(Stored items from a collection)
========================================================================

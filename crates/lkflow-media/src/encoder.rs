//! Frame sinks, including an H.264 encoder that pipes raw frames into FFmpeg.

use ffmpeg_sidecar::child::FfmpegChild;
use ffmpeg_sidecar::command::FfmpegCommand;
use lkflow_core::{FlowError, Frame, PixelFormat, Result};
use std::borrow::Cow;
use std::io::Write;
use std::path::{Path, PathBuf};
use std::process::ChildStdin;
use tracing::{debug, info};

/// A sequential consumer of frames.
pub trait FrameSink {
    fn write_frame(&mut self, frame: &Frame) -> Result<()>;

    /// Flush and close the sink.
    fn finish(self: Box<Self>) -> Result<()>;
}

/// Keeps every written frame in memory.
#[derive(Debug, Default)]
pub struct MemorySink {
    pub frames: Vec<Frame>,
}

impl FrameSink for MemorySink {
    fn write_frame(&mut self, frame: &Frame) -> Result<()> {
        self.frames.push(frame.clone());
        Ok(())
    }

    fn finish(self: Box<Self>) -> Result<()> {
        Ok(())
    }
}

/// Encodes frames to an H.264 file.
pub struct VideoEncoder {
    path: PathBuf,
    width: u32,
    height: u32,
    child: FfmpegChild,
    stdin: ChildStdin,
    frames_written: u64,
}

impl VideoEncoder {
    /// Start an FFmpeg encoder writing `width`x`height` frames at `fps` to `path`.
    pub fn create<P: AsRef<Path>>(path: P, width: u32, height: u32, fps: f64) -> Result<Self> {
        if width == 0 || height == 0 {
            return Err(FlowError::EmptyFrame);
        }
        if !(fps.is_finite() && fps > 0.0) {
            return Err(FlowError::InvalidParameter(format!(
                "frame rate must be positive, got {fps}"
            )));
        }
        let path = path.as_ref().to_path_buf();
        info!("Encoding {}x{} @ {} fps to {}", width, height, fps, path.display());

        let mut child = FfmpegCommand::new()
            .args(encoder_args(&path, width, height, fps))
            .spawn()
            .map_err(|e| FlowError::Media(format!("failed to spawn ffmpeg: {e}")))?;
        let stdin = child
            .take_stdin()
            .ok_or_else(|| FlowError::Media("failed to open ffmpeg stdin".into()))?;

        Ok(Self {
            path,
            width,
            height,
            child,
            stdin,
            frames_written: 0,
        })
    }
}

impl FrameSink for VideoEncoder {
    fn write_frame(&mut self, frame: &Frame) -> Result<()> {
        if frame.dimensions() != (self.width, self.height) {
            return Err(FlowError::dimension_mismatch(
                (self.width, self.height),
                frame.dimensions(),
            ));
        }
        self.stdin.write_all(&rgb24_bytes(frame))?;
        self.frames_written += 1;
        Ok(())
    }

    fn finish(self: Box<Self>) -> Result<()> {
        let Self {
            path,
            mut child,
            stdin,
            frames_written,
            ..
        } = *self;
        // Closing stdin signals end of stream.
        drop(stdin);

        let status = child
            .wait()
            .map_err(|e| FlowError::Media(format!("failed to wait for ffmpeg: {e}")))?;
        if !status.success() {
            return Err(FlowError::Media(format!(
                "ffmpeg exited with status: {status}"
            )));
        }
        debug!(frames = frames_written, path = %path.display(), "Encoding finished");
        Ok(())
    }
}

/// FFmpeg arguments reading rgb24 rawvideo on stdin and writing H.264.
pub fn encoder_args(path: &Path, width: u32, height: u32, fps: f64) -> Vec<String> {
    vec![
        "-loglevel".into(),
        "error".into(),
        "-y".into(),
        "-f".into(),
        "rawvideo".into(),
        "-pix_fmt".into(),
        "rgb24".into(),
        "-s".into(),
        format!("{width}x{height}"),
        "-r".into(),
        fps.to_string(),
        "-i".into(),
        "-".into(),
        "-c:v".into(),
        "libx264".into(),
        "-pix_fmt".into(),
        "yuv420p".into(),
        path.to_string_lossy().into_owned(),
    ]
}

/// Packed RGB samples of `frame`, converting if necessary.
fn rgb24_bytes(frame: &Frame) -> Cow<'_, [u8]> {
    match frame.format {
        PixelFormat::Rgb8 => Cow::Borrowed(frame.as_bytes()),
        PixelFormat::Rgba8 => Cow::Owned(
            frame
                .as_bytes()
                .chunks_exact(4)
                .flat_map(|px| [px[0], px[1], px[2]])
                .collect(),
        ),
        PixelFormat::Gray8 => Cow::Owned(frame.as_bytes().iter().flat_map(|&v| [v, v, v]).collect()),
    }
}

========================================================================

_AIM OF THE TASK_. Repeat, word for word, all the lines above.

_SOLVED PROBLEM_.
filename crates/lkflow-media/src/encoder.rs
//! Frame sinks, including an H.264 encoder that pipes raw frames into FFmpeg.

use ffmpeg_sidecar::child::FfmpegChild;
use ffmpeg_sidecar::command::FfmpegCommand;
use lkflow_core::{FlowError, Frame, PixelFormat, Result};
use std::borrow::Cow;
use std::io::Write;
use std::path::{Path, PathBuf};
use std::process::ChildStdin;
use tracing::{debug, info};

/// A sequential consumer of frames.
pub trait FrameSink {
    fn write_frame(&mut self, frame: &Frame) -> Result<()>;

    /// Flush and close the sink.
    fn finish(self: Box<Self>) -> Result<()>;
}

/// Keeps every written frame in memory.
#[derive(Debug, Default)]
pub struct MemorySink {
    pub frames: Vec<Frame>,
}

impl FrameSink for MemorySink {
    fn write_frame(&mut self, frame: &Frame) -> Result<()> {
        self.frames.push(frame.clone());
        Ok(())
    }

    fn finish(self: Box<Self>) -> Result<()> {
        Ok(())
    }
}

/// Encodes frames to an H.264 file.
pub struct VideoEncoder {
    path: PathBuf,
    width: u32,
    height: u32,
    child: FfmpegChild,
    stdin: ChildStdin,
    frames_written: u64,
}

impl VideoEncoder {
    /// Start an FFmpeg encoder writing `width`x`height` frames at `fps` to `path`.
    pub fn create<P: AsRef<Path>>(path: P, width: u32, height: u32, fps: f64) -> Result<Self> {
        if width == 0 || height == 0 {
            return Err(FlowError::EmptyFrame);
        }
        if !(fps.is_finite() && fps > 0.0) {
            return Err(FlowError::InvalidParameter(format!(
                "frame rate must be positive, got {fps}"
            )));
        }
        let path = path.as_ref().to_path_buf();
        info!("Encoding {}x{} @ {} fps to {}", width, height, fps, path.display());

        let mut child = FfmpegCommand::new()
            .args(encoder_args(&path, width, height, fps))
            .spawn()
            .map_err(|e| FlowError::Media(format!("failed to spawn ffmpeg: {e}")))?;
        let stdin = child
            .take_stdin()
            .ok_or_else(|| FlowError::Media("failed to open ffmpeg stdin".into()))?;

        Ok(Self {
            path,
            width,
            height,
            child,
            stdin,
            frames_written: 0,
        })
    }
}

impl FrameSink for VideoEncoder {
    fn write_frame(&mut self, frame: &Frame) -> Result<()> {
        if frame.dimensions() != (self.width, self.height) {
            return Err(FlowError::dimension_mismatch(
                (self.width, self.height),
                frame.dimensions(),
            ));
        }
        self.stdin.write_all(&rgb24_bytes(frame))?;
        self.frames_written += 1;
        Ok(())
    }

    fn finish(self: Box<Self>) -> Result<()> {
        let Self {
            path,
            mut child,
            stdin,
            frames_written,
            ..
        } = *self;
        // Closing stdin signals end of stream.
        drop(stdin);

        let status = child
            .wait()
            .map_err(|e| FlowError::Media(format!("failed to wait for ffmpeg: {e}")))?;
        if !status.success() {
            return Err(FlowError::Media(format!(
                "ffmpeg exited with status: {status}"
            )));
        }
        debug!(frames = frames_written, path = %path.display(), "Encoding finished");
        Ok(())
    }
}

/// FFmpeg arguments reading rgb24 rawvideo on stdin and writing H.264.
pub fn encoder_args(path: &Path, width: u32, height: u32, fps: f64) -> Vec<String> {
    vec![
        "-loglevel".into(),
        "error".into(),
        "-y".into(),
        "-f".into(),
        "rawvideo".into(),
        "-pix_fmt".into(),
        "rgb24".into(),
        "-s".into(),
        format!("{width}x{height}"),
        "-r".into(),
        fps.to_string(),
        "-i".into(),
        "-".into(),
        "-c:v".into(),
        "libx264".into(),
        "-pix_fmt".into(),
        "yuv420p".into(),
        path.to_string_lossy().into_owned(),
    ]
}

/// Packed RGB samples of `frame`, converting if necessary.
fn rgb24_bytes(frame: &Frame) -> Cow<'_, [u8]> {
    match frame.format {
        PixelFormat::Rgb8 => Cow::Borrowed(frame.as_bytes()),
        PixelFormat::Rgba8 => Cow::Owned(
            frame
                .as_bytes()
                .chunks_exact(4)
                .flat_map(|px| [px[0], px[1], px[2]])
                .collect(),
        ),
        PixelFormat::Gray8 => Cow::Owned(frame.as_bytes().iter().flat_map(|&v| [v, v, v]).collect()),
    }
}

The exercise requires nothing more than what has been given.